Entries provided START
//! Canned backend payloads for gee-client tests.
//!
//! The shapes mirror what the analysis backend returns for each endpoint.

use serde_json::{json, Value};

/// Common bounding boxes as `[west, south, east, north]`.
pub mod bbox {
    /// Kota Bandung, West Java
    pub const BANDUNG: [f64; 4] = [107.55, -6.97, 107.74, -6.84];

    /// Bali province
    pub const BALI: [f64; 4] = [114.43, -8.85, 115.71, -8.06];

    /// One degree square at the equator
    pub const UNIT_EQUATOR: [f64; 4] = [0.0, 0.0, 1.0, 1.0];
}

/// A closed rectangular polygon covering `bbox`.
pub fn rectangle(bbox: [f64; 4]) -> Value {
    let [w, s, e, n] = bbox;
    json!({
        "type": "Polygon",
        "coordinates": [[[w, s], [e, s], [e, n], [w, n], [w, s]]]
    })
}

/// `GET /health` with the engine initialized.
pub fn health_ready() -> Value {
    json!({"status": "healthy", "gee_initialized": true, "version": "1.2.0"})
}

/// `GET /health` with the engine not initialized.
pub fn health_degraded() -> Value {
    json!({"status": "healthy", "gee_initialized": false})
}

/// `GET /regions/provinces`
pub fn provinces() -> Value {
    json!({"provinces": [
        {"name": "Jawa Barat", "code": "32"},
        {"name": "Bali", "code": "51"},
        {"name": "Kalimantan Timur", "code": "64"}
    ]})
}

/// `GET /regions/cities?province_code=32`
pub fn cities_jawa_barat() -> Value {
    json!({"cities": [
        {"name": "Kota Bandung", "code": "3273"},
        {"name": "Kabupaten Bogor", "code": "3201"}
    ]})
}

/// `GET /regions/cities?province_code=51`
pub fn cities_bali() -> Value {
    json!({"cities": [
        {"name": "Kota Denpasar", "code": "5171"},
        {"name": "Kabupaten Badung", "code": "5103"},
        {"name": "Kabupaten Gianyar", "code": "5104"}
    ]})
}

/// `GET /regions/geometry` for Kota Bandung.
pub fn bandung_geometry() -> Value {
    json!({
        "geojson": {
            "type": "FeatureCollection",
            "features": [{
                "type": "Feature",
                "properties": {"name": "Kota Bandung"},
                "geometry": rectangle(bbox::BANDUNG)
            }]
        },
        "area_km2": 167.31
    })
}

/// `POST /analyze/vegetation`
pub fn vegetation_response() -> Value {
    json!({
        "statistics": {
            "NDVI": {"mean": 0.54, "min": -0.12, "max": 0.89, "std_dev": 0.17},
            "EVI": {"mean": 0.33, "min": -0.05, "max": 0.71, "std_dev": 0.11}
        },
        "tile_urls": {
            "NDVI": "https://earthengine.googleapis.com/v1/maps/ndvi/tiles/{z}/{x}/{y}",
            "EVI": "https://earthengine.googleapis.com/v1/maps/evi/tiles/{z}/{x}/{y}"
        },
        "rgb_tile_url": "https://earthengine.googleapis.com/v1/maps/rgb/tiles/{z}/{x}/{y}",
        "collection_size": 23
    })
}

/// `POST /analyze/landcover`
pub fn landcover_response() -> Value {
    json!({
        "classes": {
            "dynamic_world": [
                {"name": "Built", "area_km2": 120.4, "percentage": 71.9, "color": "#C4281B"},
                {"name": "Trees", "area_km2": 21.7, "percentage": 13.0, "color": "#397D49"}
            ]
        },
        "tile_urls": {
            "dynamic_world": "https://earthengine.googleapis.com/v1/maps/dw/tiles/{z}/{x}/{y}"
        }
    })
}

/// `POST /timeseries`
pub fn timeseries_response() -> Value {
    json!({
        "index": "NDVI",
        "series": [
            {"date": "2024-01", "value": 0.48},
            {"date": "2024-02", "value": 0.52},
            {"date": "2024-03", "value": 0.57}
        ]
    })
}

/// Error body in the backend's format.
pub fn error_body(message: &str) -> Value {
    json!({"error": message})
}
Entries provided END
* [Directions]: Word for word, write out each record shown above.

* [Response to the task]:
//! Canned backend payloads for gee-client tests.
//!
//! The shapes mirror what the analysis backend returns for each endpoint.

use serde_json::{json, Value};

/// Common bounding boxes as `[west, south, east, north]`.
pub mod bbox {
    /// Kota Bandung, West Java
    pub const BANDUNG: [f64; 4] = [107.55, -6.97, 107.74, -6.84];

    /// Bali province
    pub const BALI: [f64; 4] = [114.43, -8.85, 115.71, -8.06];

    /// One degree square at the equator
    pub const UNIT_EQUATOR: [f64; 4] = [0.0, 0.0, 1.0, 1.0];
}

/// A closed rectangular polygon covering `bbox`.
pub fn rectangle(bbox: [f64; 4]) -> Value {
    let [w, s, e, n] = bbox;
    json!({
        "type": "Polygon",
        "coordinates": [[[w, s], [e, s], [e, n], [w, n], [w, s]]]
    })
}

/// `GET /health` with the engine initialized.
pub fn health_ready() -> Value {
    json!({"status": "healthy", "gee_initialized": true, "version": "1.2.0"})
}

/// `GET /health` with the engine not initialized.
pub fn health_degraded() -> Value {
    json!({"status": "healthy", "gee_initialized": false})
}

/// `GET /regions/provinces`
pub fn provinces() -> Value {
    json!({"provinces": [
        {"name": "Jawa Barat", "code": "32"},
        {"name": "Bali", "code": "51"},
        {"name": "Kalimantan Timur", "code": "64"}
    ]})
}

/// `GET /regions/cities?province_code=32`
pub fn cities_jawa_barat() -> Value {
    json!({"cities": [
        {"name": "Kota Bandung", "code": "3273"},
        {"name": "Kabupaten Bogor", "code": "3201"}
    ]})
}

/// `GET /regions/cities?province_code=51`
pub fn cities_bali() -> Value {
    json!({"cities": [
        {"name": "Kota Denpasar", "code": "5171"},
        {"name": "Kabupaten Badung", "code": "5103"},
        {"name": "Kabupaten Gianyar", "code": "5104"}
    ]})
}

/// `GET /regions/geometry` for Kota Bandung.
pub fn bandung_geometry() -> Value {
    json!({
        "geojson": {
            "type": "FeatureCollection",
            "features": [{
                "type": "Feature",
                "properties": {"name": "Kota Bandung"},
                "geometry": rectangle(bbox::BANDUNG)
            }]
        },
        "area_km2": 167.31
    })
}

/// `POST /analyze/vegetation`
pub fn vegetation_response() -> Value {
    json!({
        "statistics": {
            "NDVI": {"mean": 0.54, "min": -0.12, "max": 0.89, "std_dev": 0.17},
            "EVI": {"mean": 0.33, "min": -0.05, "max": 0.71, "std_dev": 0.11}
        },
        "tile_urls": {
            "NDVI": "https://earthengine.googleapis.com/v1/maps/ndvi/tiles/{z}/{x}/{y}",
            "EVI": "https://earthengine.googleapis.com/v1/maps/evi/tiles/{z}/{x}/{y}"
        },
        "rgb_tile_url": "https://earthengine.googleapis.com/v1/maps/rgb/tiles/{z}/{x}/{y}",
        "collection_size": 23
    })
}

/// `POST /analyze/landcover`
pub fn landcover_response() -> Value {
    json!({
        "classes": {
            "dynamic_world": [
                {"name": "Built", "area_km2": 120.4, "percentage": 71.9, "color": "#C4281B"},
                {"name": "Trees", "area_km2": 21.7, "percentage": 13.0, "color": "#397D49"}
            ]
        },
        "tile_urls": {
            "dynamic_world": "https://earthengine.googleapis.com/v1/maps/dw/tiles/{z}/{x}/{y}"
        }
    })
}

/// `POST /timeseries`
pub fn timeseries_response() -> Value {
    json!({
        "index": "NDVI",
        "series": [
            {"date": "2024-01", "value": 0.48},
            {"date": "2024-02", "value": 0.52},
            {"date": "2024-03", "value": 0.57}
        ]
    })
}

/// Error body in the backend's format.
pub fn error_body(message: &str) -> Value {
    json!({"error": message})
}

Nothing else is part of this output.